Da die Gasmenge eines Hochofens sehr bedeutend ist – pro 1 t Roheisen etwa 4500
cbm, d. i. bei einer Erzeugung von 300 t pro Ofen und Tag etwa 1000 cbm pro
Minute –, so sind alle diese Anlagen zu umfangreich und daher zu kostspielig in
der Anlage und Unterhaltung. Allerdings werden ja nicht alle Gase dieser
vollständigen Reinigung unterworfen, aber immerhin genug grosse Mengen. Man
musste daher trachten, den ganzen Vorgang der Reinigung zu beschleunigen, um
diese Apparate in gedrängterer Form zu erhalten. Die Geschwindigkeit des
Gasstromes musste zuerst erhöht werden, das führte zur Anwendung von
Ventilatoren. Man beobachtete schon beim trockenen Ventilator eine grössere
Staubabsonderung, die sich erhöhte, ja beinahe vollständig wurde, wenn man
Wasser in denselben einführte.
Textabbildung Bd. 317, S. 58
Fig. 34. Windhausen'scher Ventilator-Gasreiniger.
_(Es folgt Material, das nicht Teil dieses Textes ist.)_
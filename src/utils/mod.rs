//! Utilities module for Note Drafter
//!
//! Shared helper functions and utilities including:
//! - Path utilities
//! - Text utilities

use std::path::{Path, PathBuf};

/// Path utilities
pub mod path {
    use super::*;

    /// Expand tilde to home directory
    pub fn expand_tilde(path: &Path) -> PathBuf {
        if let Ok(stripped) = path.strip_prefix("~") {
            if let Some(home) = dirs::home_dir() {
                return home.join(stripped);
            }
        }
        path.to_path_buf()
    }
}

/// Text utilities
pub mod text {
    use std::collections::HashSet;

    /// Count characters in text (not bytes; articles are mostly Japanese)
    pub fn char_count(text: &str) -> usize {
        text.chars().count()
    }

    /// Truncate string with ellipsis, on a char boundary
    pub fn truncate(s: &str, max_chars: usize) -> String {
        if s.chars().count() <= max_chars {
            s.to_string()
        } else if max_chars <= 3 {
            "...".to_string()
        } else {
            let head: String = s.chars().take(max_chars - 3).collect();
            format!("{}...", head)
        }
    }

    /// Split a comma-separated value list, trimming entries and dropping empties
    pub fn split_comma_list(values: &str) -> Vec<String> {
        values
            .split(',')
            .map(str::trim)
            .filter(|v| !v.is_empty())
            .map(String::from)
            .collect()
    }

    /// Remove duplicates, keeping the first occurrence of each entry in order
    pub fn dedup_preserving_order<I>(items: I) -> Vec<String>
    where
        I: IntoIterator<Item = String>,
    {
        let mut seen = HashSet::new();
        items
            .into_iter()
            .filter(|item| seen.insert(item.clone()))
            .collect()
    }
}
//! Configuration management for Note Drafter
//!
//! Handles loading and validating service configuration.
//! Configuration is read from `<config_dir>/note-drafter/config.json` when it
//! exists, then overridden from the environment.

use crate::error::{ConfigError, ConfigResult};
use serde::{Deserialize, Serialize};
use std::path::{Path, PathBuf};
use std::time::Duration;

/// Application name, also the configuration directory name
pub const APP_NAME: &str = "note-drafter";

/// Configuration file name inside the configuration directory
pub const CONFIG_FILE_NAME: &str = "config.json";

/// Default listen address
pub const DEFAULT_ADDR: &str = "127.0.0.1:3000";

/// Default Gemini model
pub const DEFAULT_GEMINI_MODEL: &str = "gemini-2.0-pro";

/// Default Gemini API base URL
pub const DEFAULT_GEMINI_BASE_URL: &str = "https://generativelanguage.googleapis.com/v1beta";

/// Default note API base URL
pub const DEFAULT_NOTE_BASE_URL: &str = "https://note.com/api/v1";

/// Base of the editor URL returned for a saved draft
pub const DEFAULT_NOTE_EDIT_URL: &str = "https://note.com/edit";

/// Outbound request timeout in seconds
pub const DEFAULT_REQUEST_TIMEOUT_SECS: u64 = 60;

/// Application configuration
#[derive(Debug, Clone, Default, Serialize, Deserialize)]
#[serde(default)]
pub struct Config {
    /// HTTP server configuration
    pub server: ServerConfig,

    /// Generative backend configuration
    pub generation: GenerationConfig,

    /// Publishing backend configuration
    pub publisher: PublisherConfig,
}

impl Config {
    /// Load configuration from the default location or return defaults
    pub fn load() -> ConfigResult<Self> {
        let path = Self::config_file()?;
        let mut config = Self::load_from(&path)?;
        config.apply_env_overrides();
        Ok(config)
    }

    /// Load configuration from a specific file, falling back to defaults when absent
    pub fn load_from(path: &Path) -> ConfigResult<Self> {
        if !path.exists() {
            log::debug!("No configuration at {}, using defaults", path.display());
            return Ok(Self::default());
        }

        let content = std::fs::read_to_string(path)
            .map_err(|e| ConfigError::LoadError(format!("{}: {}", path.display(), e)))?;

        let config: Config = serde_json::from_str(&content)
            .map_err(|e| ConfigError::ParseError(e.to_string()))?;

        log::info!("Loaded configuration from {}", path.display());
        Ok(config)
    }

    /// Apply overrides from the process environment
    pub fn apply_env_overrides(&mut self) {
        self.apply_overrides(|key| std::env::var(key).ok());
    }

    /// Apply overrides from a variable lookup; empty values are ignored
    pub fn apply_overrides<F>(&mut self, lookup: F)
    where
        F: Fn(&str) -> Option<String>,
    {
        let get = |key: &str| lookup(key).filter(|v| !v.trim().is_empty());

        if let Some(key) = get("GEMINI_API_KEY") {
            self.generation.api_key = Some(key);
        }
        if let Some(model) = get("GEMINI_MODEL") {
            self.generation.model = model;
        }
        if let Some(email) = get("NOTE_EMAIL") {
            self.publisher.email = Some(email);
        }
        if let Some(password) = get("NOTE_PASSWORD") {
            self.publisher.password = Some(password);
        }
        if let Some(addr) = get("NOTE_DRAFTER_ADDR") {
            self.server.addr = addr;
        }
    }

    /// Check values that would make the service unusable
    pub fn validate(&self) -> ConfigResult<()> {
        if self.server.addr.trim().is_empty() {
            return Err(ConfigError::InvalidValue {
                key: "server.addr".to_string(),
                reason: "must not be empty".to_string(),
            });
        }
        if self.generation.timeout_secs == 0 {
            return Err(ConfigError::InvalidValue {
                key: "generation.timeout_secs".to_string(),
                reason: "must be greater than zero".to_string(),
            });
        }
        if self.publisher.timeout_secs == 0 {
            return Err(ConfigError::InvalidValue {
                key: "publisher.timeout_secs".to_string(),
                reason: "must be greater than zero".to_string(),
            });
        }
        Ok(())
    }

    /// Get the configuration directory path
    pub fn config_dir() -> ConfigResult<PathBuf> {
        dirs::config_dir()
            .map(|p| p.join(APP_NAME))
            .ok_or(ConfigError::DirectoryError)
    }

    /// Get the default configuration file path
    pub fn config_file() -> ConfigResult<PathBuf> {
        Self::config_dir().map(|p| p.join(CONFIG_FILE_NAME))
    }
}

/// HTTP server configuration
#[derive(Debug, Clone, Serialize, Deserialize)]
#[serde(default)]
pub struct ServerConfig {
    /// Listen address (`host:port`)
    pub addr: String,
}

impl Default for ServerConfig {
    fn default() -> Self {
        Self {
            addr: DEFAULT_ADDR.to_string(),
        }
    }
}

/// Gemini configuration
#[derive(Debug, Clone, Serialize, Deserialize)]
#[serde(default)]
pub struct GenerationConfig {
    pub api_key: Option<String>,
    pub model: String,
    pub base_url: String,
    pub timeout_secs: u64,
}

impl Default for GenerationConfig {
    fn default() -> Self {
        Self {
            api_key: None,
            model: DEFAULT_GEMINI_MODEL.to_string(),
            base_url: DEFAULT_GEMINI_BASE_URL.to_string(),
            timeout_secs: DEFAULT_REQUEST_TIMEOUT_SECS,
        }
    }
}

impl GenerationConfig {
    pub fn timeout(&self) -> Duration {
        Duration::from_secs(self.timeout_secs)
    }
}

/// note.com configuration
#[derive(Debug, Clone, Serialize, Deserialize)]
#[serde(default)]
pub struct PublisherConfig {
    pub email: Option<String>,
    pub password: Option<String>,
    /// API base, e.g. `https://note.com/api/v1`
    pub base_url: String,
    /// Prefix of the editor URL handed back after a save
    pub edit_url: String,
    pub timeout_secs: u64,
}

impl Default for PublisherConfig {
    fn default() -> Self {
        Self {
            email: None,
            password: None,
            base_url: DEFAULT_NOTE_BASE_URL.to_string(),
            edit_url: DEFAULT_NOTE_EDIT_URL.to_string(),
            timeout_secs: DEFAULT_REQUEST_TIMEOUT_SECS,
        }
    }
}

impl PublisherConfig {
    pub fn timeout(&self) -> Duration {
        Duration::from_secs(self.timeout_secs)
    }
}

#[cfg(test)]
mod tests {
    use super::*;
    use std::collections::HashMap;

    #[test]
    fn test_default_config() {
        let config = Config::default();
        assert_eq!(config.server.addr, "127.0.0.1:3000");
        assert_eq!(config.generation.model, "gemini-2.0-pro");
        assert_eq!(config.generation.timeout(), Duration::from_secs(60));
        assert_eq!(config.publisher.base_url, "https://note.com/api/v1");
        assert!(config.generation.api_key.is_none());
        assert!(config.validate().is_ok());
    }

    #[test]
    fn test_config_serialization() {
        let config = Config::default();
        let json = serde_json::to_string(&config).unwrap();
        let deserialized: Config = serde_json::from_str(&json).unwrap();
        assert_eq!(config.server.addr, deserialized.server.addr);
        assert_eq!(config.publisher.edit_url, deserialized.publisher.edit_url);
    }

    #[test]
    fn test_partial_config_uses_defaults() {
        let json = r#"{"generation": {"model": "gemini-1.5-flash"}}"#;
        let config: Config = serde_json::from_str(json).unwrap();
        assert_eq!(config.generation.model, "gemini-1.5-flash");
        assert_eq!(config.generation.base_url, DEFAULT_GEMINI_BASE_URL);
        assert_eq!(config.server.addr, DEFAULT_ADDR);
    }

    #[test]
    fn test_env_overrides() {
        let env: HashMap<&str, &str> = [
            ("GEMINI_API_KEY", "key-123"),
            ("NOTE_EMAIL", "writer@example.com"),
            ("NOTE_PASSWORD", ""),
            ("NOTE_DRAFTER_ADDR", "0.0.0.0:8080"),
        ]
        .into_iter()
        .collect();

        let mut config = Config::default();
        config.apply_overrides(|key| env.get(key).map(|v| v.to_string()));

        assert_eq!(config.generation.api_key.as_deref(), Some("key-123"));
        assert_eq!(config.generation.model, DEFAULT_GEMINI_MODEL);
        assert_eq!(config.publisher.email.as_deref(), Some("writer@example.com"));
        assert!(config.publisher.password.is_none());
        assert_eq!(config.server.addr, "0.0.0.0:8080");
    }

    #[test]
    fn test_validate_rejects_empty_addr() {
        let mut config = Config::default();
        config.server.addr = " ".to_string();
        assert!(matches!(
            config.validate(),
            Err(ConfigError::InvalidValue { key, .. }) if key == "server.addr"
        ));
    }

    #[test]
    fn test_validate_rejects_zero_timeout() {
        let mut config = Config::default();
        config.publisher.timeout_secs = 0;
        assert!(config.validate().is_err());
    }

    #[test]
    fn test_load_from_missing_file() {
        let path = std::env::temp_dir().join(format!("{}-missing.json", uuid::Uuid::new_v4()));
        let config = Config::load_from(&path).unwrap();
        assert_eq!(config.server.addr, DEFAULT_ADDR);
    }

    #[test]
    fn test_load_from_invalid_file() {
        let path = std::env::temp_dir().join(format!("{}-invalid.json", uuid::Uuid::new_v4()));
        std::fs::write(&path, "{ not json").unwrap();
        let result = Config::load_from(&path);
        std::fs::remove_file(&path).unwrap();
        assert!(matches!(result, Err(ConfigError::ParseError(_))));
    }
}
Es ist hier nicht der Platz auf die Streitigkeiten einzugehen, die sich bezüglich
der Erfindung und Verwendung dieses Prinzips zur Gasreinigung in der letzten
Zeit abgespielt haben. Wir skizzieren das Problem in Fig. 34, wie es von Franz Windhausen
erdacht und bereits 1883 patentiert wurde. Die Gase treten, von einem Ventilator
angesaugt, in einen cylindrischen Raum und werden durch die mitrotierende
Trommel spiralförmig gegen die Wand gedrückt, wo ihnen ein gleichfalls
spiralförmig herabrieselnder Wasserstrahl entgegenkommt. Durch die hierbei
erfolgende innige Berührung mit dem Wasser nimmt dieses allen Staub der Gase
auf.
In neuester Zeit hat Theisen dieses
Zentrifugal-Gasreinigungsverfahren,
wie er es nennt, wieder aufgenommen und gleichfalls ein Patent erhalten
(vgl. Stahl und Eisen, 1900 S. 1037, 1901 S. 9,
511, 709, 759, 759). Theisen hat das Verdienst,
diese Vorrichtung zwar nicht erfunden, wohl aber für die spezielle Verwendung
von Gichtgasen ausgearbeitet zu haben. Auch sollen seine Apparate
wirtschaftlicher arbeiten als es der gewöhnliche Ventilator thun würde, was
schon aus der geringeren Umfangsgeschwindigkeit, mit der sein Gasreiniger läuft,
hervorgeht.
Sind auf diesem Gebiete in kurzer Zeit namhafte Erfolge erzielt worden, so ist es
doch keineswegs abgeschlossen, und wir dürften in Kürze bei der Wichtigkeit der
Frage von weiteren Fortschritten zu hören bekommen.